What is being asked => Of all the entries below, only the lines from the one with "serves any amount." up to and including the one with "for samples in" are to be duplicated exactly.

Saved data entries:

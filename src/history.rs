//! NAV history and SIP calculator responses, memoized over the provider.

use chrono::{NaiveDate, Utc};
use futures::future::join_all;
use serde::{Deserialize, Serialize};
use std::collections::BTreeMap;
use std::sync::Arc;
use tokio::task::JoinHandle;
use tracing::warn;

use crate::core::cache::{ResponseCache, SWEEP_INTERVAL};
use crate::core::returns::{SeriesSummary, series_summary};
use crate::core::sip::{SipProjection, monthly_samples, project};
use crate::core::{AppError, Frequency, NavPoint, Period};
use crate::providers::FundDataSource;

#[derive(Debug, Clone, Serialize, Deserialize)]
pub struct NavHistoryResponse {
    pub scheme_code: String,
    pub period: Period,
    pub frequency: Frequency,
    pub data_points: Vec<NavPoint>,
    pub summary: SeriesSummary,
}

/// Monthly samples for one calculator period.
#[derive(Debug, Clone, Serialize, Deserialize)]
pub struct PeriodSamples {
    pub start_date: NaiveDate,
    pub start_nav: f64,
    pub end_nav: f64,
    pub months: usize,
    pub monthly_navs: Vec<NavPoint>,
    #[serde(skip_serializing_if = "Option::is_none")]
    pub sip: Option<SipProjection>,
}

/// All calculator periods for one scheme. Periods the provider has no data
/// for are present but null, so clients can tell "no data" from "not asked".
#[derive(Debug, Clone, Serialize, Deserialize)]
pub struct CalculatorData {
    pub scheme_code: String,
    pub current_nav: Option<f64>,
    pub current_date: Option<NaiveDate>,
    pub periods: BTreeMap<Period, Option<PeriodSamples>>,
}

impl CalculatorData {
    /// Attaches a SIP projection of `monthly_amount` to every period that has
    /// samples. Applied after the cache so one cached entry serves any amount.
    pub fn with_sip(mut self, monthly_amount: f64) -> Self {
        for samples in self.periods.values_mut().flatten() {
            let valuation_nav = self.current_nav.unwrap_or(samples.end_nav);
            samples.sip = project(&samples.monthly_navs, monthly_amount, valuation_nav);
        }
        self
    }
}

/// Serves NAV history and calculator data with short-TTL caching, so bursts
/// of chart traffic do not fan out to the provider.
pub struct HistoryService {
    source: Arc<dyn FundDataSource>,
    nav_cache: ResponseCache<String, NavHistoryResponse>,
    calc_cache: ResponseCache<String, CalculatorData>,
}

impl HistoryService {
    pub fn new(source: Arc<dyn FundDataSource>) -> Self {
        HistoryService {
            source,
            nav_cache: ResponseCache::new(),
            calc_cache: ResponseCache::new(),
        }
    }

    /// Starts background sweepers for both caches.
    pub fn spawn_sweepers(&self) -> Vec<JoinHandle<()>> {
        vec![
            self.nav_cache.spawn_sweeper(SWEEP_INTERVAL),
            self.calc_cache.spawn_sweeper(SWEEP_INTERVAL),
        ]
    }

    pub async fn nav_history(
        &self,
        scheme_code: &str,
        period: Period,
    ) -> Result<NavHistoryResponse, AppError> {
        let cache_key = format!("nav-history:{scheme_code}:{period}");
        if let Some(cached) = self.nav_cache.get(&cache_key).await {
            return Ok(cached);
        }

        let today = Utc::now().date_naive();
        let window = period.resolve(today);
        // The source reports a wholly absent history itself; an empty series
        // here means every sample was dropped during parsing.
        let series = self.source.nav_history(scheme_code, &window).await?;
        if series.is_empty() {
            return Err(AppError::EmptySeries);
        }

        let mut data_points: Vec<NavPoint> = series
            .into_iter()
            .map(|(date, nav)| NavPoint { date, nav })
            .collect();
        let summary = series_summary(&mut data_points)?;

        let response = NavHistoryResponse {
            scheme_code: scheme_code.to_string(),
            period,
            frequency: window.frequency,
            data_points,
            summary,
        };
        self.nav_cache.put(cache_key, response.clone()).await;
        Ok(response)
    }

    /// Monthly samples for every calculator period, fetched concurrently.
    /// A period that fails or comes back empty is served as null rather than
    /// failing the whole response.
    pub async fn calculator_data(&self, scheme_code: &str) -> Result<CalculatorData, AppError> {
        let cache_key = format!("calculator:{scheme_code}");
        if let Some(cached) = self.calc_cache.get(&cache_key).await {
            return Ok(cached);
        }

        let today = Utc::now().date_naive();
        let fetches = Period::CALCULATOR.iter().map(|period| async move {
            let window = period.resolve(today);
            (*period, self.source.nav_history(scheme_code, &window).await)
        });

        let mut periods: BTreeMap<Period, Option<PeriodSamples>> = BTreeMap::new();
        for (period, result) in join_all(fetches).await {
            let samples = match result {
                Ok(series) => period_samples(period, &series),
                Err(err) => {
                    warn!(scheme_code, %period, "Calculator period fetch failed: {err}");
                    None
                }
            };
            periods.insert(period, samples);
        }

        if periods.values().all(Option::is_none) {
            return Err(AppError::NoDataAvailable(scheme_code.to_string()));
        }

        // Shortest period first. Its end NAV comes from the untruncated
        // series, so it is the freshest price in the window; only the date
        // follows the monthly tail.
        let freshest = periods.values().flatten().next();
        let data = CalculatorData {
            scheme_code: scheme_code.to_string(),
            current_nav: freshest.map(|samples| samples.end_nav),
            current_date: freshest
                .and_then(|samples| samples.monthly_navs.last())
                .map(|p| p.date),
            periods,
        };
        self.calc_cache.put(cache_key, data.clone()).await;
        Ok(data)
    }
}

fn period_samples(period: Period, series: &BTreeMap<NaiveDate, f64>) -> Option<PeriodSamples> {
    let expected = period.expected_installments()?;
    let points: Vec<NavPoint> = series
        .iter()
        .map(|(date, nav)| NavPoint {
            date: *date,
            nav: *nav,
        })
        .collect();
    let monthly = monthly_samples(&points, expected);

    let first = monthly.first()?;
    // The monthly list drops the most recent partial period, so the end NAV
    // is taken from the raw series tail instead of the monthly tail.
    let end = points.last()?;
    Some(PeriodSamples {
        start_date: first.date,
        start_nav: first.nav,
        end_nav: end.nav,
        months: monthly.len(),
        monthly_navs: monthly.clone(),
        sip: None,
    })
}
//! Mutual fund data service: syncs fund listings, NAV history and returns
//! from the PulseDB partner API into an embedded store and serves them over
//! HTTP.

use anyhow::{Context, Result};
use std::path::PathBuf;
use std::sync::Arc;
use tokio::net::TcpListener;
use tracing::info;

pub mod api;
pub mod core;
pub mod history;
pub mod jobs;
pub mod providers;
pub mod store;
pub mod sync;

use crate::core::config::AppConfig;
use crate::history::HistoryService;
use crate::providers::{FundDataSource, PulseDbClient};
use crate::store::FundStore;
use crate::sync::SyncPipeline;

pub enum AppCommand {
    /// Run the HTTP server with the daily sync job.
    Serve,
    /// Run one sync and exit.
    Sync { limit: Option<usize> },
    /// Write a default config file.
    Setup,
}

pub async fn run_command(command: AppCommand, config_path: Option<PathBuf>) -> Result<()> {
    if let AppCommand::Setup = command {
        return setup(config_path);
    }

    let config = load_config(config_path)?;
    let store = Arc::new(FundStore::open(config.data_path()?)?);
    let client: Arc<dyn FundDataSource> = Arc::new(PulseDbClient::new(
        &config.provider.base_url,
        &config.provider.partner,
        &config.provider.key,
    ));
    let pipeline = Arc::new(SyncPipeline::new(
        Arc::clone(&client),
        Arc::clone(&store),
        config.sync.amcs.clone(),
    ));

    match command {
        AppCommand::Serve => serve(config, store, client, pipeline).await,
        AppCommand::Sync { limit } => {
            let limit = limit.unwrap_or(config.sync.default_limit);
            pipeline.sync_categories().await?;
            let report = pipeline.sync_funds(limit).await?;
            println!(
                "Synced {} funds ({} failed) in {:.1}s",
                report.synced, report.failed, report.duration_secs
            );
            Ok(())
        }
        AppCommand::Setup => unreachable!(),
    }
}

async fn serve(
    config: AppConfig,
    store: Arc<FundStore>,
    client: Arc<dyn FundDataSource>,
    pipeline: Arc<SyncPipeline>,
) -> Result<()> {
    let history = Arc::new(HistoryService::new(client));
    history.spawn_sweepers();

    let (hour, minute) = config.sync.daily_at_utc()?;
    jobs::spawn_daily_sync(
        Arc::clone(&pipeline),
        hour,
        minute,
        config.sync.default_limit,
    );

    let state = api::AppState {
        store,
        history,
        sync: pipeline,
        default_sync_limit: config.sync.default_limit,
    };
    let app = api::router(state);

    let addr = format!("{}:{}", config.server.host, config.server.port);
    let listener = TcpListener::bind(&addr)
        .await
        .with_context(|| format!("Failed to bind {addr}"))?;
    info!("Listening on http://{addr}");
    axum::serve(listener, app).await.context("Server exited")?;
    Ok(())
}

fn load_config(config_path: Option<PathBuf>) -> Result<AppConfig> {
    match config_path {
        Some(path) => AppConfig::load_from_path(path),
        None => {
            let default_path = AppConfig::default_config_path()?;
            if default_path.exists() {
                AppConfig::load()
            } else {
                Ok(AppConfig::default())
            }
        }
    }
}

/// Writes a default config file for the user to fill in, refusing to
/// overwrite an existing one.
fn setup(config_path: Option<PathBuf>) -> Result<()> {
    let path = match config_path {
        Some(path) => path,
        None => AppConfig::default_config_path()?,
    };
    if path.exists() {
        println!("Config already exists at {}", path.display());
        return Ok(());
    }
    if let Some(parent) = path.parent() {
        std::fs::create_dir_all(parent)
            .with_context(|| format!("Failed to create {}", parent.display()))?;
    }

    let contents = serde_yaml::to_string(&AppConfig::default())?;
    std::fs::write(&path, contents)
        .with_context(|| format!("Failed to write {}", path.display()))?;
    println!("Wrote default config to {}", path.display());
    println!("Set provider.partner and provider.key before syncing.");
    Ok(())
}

Task result =>
    /// samples. Applied after the cache so one cached entry serves any amount.
    pub fn with_sip(mut self, monthly_amount: f64) -> Self {
        for samples in self.periods.values_mut().flatten() {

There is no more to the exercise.